» **Exercise prompt**: Your answer should be the exact lines of the data below from the one containing "pub fn assistant(content: impl" through the one containing "#[derive(Clone)]"; please include nothing else.

» **Information**:
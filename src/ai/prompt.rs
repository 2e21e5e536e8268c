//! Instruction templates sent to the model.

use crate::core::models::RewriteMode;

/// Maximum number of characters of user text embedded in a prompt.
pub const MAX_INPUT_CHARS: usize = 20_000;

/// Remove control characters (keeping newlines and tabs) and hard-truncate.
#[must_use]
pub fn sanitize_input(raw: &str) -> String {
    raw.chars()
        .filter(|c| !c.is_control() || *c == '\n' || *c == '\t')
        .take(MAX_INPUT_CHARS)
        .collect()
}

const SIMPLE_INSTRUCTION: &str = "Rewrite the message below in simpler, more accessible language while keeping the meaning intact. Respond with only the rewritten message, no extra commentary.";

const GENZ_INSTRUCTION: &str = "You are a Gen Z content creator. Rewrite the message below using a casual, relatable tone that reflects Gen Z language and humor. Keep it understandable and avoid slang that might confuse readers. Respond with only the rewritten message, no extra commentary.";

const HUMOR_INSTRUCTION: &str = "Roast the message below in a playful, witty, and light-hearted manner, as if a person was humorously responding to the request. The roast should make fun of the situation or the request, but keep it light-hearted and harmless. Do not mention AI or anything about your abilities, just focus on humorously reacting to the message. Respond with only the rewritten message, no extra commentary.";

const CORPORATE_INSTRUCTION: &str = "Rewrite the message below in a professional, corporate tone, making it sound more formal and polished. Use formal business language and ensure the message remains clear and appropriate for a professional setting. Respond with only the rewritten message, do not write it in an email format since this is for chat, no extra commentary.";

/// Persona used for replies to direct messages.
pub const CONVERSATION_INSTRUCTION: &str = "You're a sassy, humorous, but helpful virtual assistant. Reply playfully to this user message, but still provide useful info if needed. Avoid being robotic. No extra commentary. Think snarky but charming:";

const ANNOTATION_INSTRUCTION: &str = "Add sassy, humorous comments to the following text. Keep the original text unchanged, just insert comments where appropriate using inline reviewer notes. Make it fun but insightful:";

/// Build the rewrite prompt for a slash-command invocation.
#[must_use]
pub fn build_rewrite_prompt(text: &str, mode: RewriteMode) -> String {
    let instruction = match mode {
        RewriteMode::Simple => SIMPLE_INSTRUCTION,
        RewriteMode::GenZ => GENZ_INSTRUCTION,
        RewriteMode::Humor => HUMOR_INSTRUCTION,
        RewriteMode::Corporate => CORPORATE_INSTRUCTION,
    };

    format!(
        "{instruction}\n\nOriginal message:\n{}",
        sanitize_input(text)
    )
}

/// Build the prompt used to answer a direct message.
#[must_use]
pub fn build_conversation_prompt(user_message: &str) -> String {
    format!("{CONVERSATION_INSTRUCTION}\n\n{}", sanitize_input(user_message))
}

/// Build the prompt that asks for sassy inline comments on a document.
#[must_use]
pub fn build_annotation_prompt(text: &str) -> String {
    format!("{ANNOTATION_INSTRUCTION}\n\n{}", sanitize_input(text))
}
...
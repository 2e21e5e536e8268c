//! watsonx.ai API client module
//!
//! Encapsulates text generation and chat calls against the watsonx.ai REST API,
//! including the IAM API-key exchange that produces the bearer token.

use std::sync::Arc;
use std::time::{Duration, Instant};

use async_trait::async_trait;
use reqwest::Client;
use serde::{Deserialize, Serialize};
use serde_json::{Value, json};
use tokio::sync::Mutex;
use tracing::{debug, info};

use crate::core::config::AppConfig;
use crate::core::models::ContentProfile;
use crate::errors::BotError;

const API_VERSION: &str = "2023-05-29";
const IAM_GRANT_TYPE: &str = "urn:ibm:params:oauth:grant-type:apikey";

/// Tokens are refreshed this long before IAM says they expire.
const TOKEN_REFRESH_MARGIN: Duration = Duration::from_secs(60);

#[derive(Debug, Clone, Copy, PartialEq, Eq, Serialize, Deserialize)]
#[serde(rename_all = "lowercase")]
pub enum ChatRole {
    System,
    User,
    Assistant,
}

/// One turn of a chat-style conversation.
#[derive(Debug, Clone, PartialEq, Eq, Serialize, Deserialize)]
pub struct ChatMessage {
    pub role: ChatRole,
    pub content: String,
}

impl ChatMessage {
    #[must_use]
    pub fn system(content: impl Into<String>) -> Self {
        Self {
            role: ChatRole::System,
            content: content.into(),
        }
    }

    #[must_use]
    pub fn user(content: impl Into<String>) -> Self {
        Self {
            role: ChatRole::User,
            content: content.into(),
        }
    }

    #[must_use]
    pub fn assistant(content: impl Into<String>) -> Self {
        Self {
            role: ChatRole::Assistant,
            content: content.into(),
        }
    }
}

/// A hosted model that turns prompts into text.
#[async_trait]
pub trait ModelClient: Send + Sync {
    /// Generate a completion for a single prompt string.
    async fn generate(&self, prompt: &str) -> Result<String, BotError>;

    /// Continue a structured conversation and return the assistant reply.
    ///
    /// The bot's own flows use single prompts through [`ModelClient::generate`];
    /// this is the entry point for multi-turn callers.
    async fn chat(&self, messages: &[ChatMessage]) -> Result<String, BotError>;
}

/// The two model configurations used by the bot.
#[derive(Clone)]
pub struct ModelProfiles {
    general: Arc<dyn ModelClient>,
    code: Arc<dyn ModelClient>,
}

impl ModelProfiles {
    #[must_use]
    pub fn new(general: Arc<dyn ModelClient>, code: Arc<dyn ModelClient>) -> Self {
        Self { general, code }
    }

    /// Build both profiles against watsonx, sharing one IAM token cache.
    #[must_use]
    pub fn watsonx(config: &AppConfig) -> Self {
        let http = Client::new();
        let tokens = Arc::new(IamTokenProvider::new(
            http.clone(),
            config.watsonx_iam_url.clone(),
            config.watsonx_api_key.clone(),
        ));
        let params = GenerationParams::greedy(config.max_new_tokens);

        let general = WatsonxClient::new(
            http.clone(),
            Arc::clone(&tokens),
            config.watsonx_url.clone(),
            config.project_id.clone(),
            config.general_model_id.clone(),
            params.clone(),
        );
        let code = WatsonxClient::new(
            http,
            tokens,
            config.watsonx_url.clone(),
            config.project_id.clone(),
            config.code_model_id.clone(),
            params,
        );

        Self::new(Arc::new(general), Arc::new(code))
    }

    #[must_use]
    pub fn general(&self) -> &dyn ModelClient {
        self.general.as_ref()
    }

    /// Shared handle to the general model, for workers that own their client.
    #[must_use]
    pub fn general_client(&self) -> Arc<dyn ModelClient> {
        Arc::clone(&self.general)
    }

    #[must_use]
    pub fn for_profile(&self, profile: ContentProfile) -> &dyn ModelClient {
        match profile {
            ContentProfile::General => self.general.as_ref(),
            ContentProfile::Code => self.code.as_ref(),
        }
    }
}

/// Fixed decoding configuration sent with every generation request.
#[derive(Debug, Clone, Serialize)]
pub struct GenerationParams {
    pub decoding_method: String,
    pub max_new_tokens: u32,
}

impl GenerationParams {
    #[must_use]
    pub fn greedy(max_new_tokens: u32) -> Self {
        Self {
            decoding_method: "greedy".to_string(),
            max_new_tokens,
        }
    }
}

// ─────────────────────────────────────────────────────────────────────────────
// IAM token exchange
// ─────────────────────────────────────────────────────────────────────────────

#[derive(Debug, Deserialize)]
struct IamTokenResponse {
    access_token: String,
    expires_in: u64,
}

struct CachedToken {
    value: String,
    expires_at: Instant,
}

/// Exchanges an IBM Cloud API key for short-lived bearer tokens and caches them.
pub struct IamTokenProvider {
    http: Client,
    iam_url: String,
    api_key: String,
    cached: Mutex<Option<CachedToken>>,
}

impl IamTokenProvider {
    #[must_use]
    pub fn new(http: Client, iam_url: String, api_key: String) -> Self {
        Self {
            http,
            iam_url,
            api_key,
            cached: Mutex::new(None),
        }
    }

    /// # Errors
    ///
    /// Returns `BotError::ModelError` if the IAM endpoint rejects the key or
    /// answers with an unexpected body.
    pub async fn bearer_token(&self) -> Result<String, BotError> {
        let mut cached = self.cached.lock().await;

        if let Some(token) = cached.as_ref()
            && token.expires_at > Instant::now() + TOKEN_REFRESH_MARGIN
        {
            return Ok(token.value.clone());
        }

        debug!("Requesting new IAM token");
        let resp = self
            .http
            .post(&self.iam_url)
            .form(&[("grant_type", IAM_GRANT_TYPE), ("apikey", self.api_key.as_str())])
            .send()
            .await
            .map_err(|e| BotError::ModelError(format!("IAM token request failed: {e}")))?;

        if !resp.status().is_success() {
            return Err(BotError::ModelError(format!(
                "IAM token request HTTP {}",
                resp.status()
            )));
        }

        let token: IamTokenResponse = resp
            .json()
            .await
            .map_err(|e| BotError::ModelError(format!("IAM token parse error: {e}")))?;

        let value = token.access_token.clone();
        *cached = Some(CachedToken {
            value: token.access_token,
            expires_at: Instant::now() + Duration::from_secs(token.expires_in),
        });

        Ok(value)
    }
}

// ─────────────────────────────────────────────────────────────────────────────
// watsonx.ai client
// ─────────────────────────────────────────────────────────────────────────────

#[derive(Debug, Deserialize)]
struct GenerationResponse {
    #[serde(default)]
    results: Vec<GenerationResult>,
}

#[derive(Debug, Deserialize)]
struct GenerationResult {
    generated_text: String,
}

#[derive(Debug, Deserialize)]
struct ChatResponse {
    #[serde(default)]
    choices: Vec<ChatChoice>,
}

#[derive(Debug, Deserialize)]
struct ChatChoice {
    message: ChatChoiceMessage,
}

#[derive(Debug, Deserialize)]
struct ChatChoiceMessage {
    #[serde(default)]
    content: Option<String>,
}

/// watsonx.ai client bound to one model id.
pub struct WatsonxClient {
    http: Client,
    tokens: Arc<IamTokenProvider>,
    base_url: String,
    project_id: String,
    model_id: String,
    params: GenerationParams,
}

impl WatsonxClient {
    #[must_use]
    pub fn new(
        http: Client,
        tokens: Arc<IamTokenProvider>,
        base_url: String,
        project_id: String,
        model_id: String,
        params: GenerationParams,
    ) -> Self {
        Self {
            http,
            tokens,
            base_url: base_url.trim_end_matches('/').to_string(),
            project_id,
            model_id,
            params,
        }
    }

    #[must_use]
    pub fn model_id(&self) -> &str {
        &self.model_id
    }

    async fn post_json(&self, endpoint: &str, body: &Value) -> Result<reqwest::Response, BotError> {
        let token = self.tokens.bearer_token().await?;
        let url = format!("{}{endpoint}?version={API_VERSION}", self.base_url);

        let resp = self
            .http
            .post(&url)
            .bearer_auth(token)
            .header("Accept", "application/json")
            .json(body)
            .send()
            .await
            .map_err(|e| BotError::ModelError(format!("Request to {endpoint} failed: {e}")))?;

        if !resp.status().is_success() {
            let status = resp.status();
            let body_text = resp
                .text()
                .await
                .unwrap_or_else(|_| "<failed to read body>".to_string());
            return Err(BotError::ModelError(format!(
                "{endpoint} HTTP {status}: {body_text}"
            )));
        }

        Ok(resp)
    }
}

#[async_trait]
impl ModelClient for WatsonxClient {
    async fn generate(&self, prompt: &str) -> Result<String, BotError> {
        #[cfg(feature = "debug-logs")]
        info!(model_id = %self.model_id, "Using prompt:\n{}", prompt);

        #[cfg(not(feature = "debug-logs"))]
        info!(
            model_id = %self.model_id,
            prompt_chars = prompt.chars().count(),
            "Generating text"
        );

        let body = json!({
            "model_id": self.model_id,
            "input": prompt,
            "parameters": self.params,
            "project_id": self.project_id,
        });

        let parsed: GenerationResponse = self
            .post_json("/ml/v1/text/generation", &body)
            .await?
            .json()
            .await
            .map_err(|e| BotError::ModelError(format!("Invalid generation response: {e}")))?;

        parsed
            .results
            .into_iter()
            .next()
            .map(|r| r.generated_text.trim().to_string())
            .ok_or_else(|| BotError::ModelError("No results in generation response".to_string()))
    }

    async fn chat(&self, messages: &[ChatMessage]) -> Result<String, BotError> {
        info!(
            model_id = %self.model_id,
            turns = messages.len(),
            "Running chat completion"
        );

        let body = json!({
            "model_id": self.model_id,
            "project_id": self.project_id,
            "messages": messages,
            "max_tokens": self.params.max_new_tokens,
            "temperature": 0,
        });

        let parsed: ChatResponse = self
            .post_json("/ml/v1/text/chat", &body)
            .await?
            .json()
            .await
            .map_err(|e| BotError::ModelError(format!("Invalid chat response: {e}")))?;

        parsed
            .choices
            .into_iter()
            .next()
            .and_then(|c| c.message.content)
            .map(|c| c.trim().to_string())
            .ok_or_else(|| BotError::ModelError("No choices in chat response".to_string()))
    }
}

» **Output of the exercise**:
    pub fn assistant(content: impl Into<String>) -> Self {
        Self {
            role: ChatRole::Assistant,
            content: content.into(),
        }
    }
}

/// A hosted model that turns prompts into text.
#[async_trait]
pub trait ModelClient: Send + Sync {
    /// Generate a completion for a single prompt string.
    async fn generate(&self, prompt: &str) -> Result<String, BotError>;

    /// Continue a structured conversation and return the assistant reply.
    ///
    /// The bot's own flows use single prompts through [`ModelClient::generate`];
    /// this is the entry point for multi-turn callers.
    async fn chat(&self, messages: &[ChatMessage]) -> Result<String, BotError>;
}

/// The two model configurations used by the bot.
#[derive(Clone)]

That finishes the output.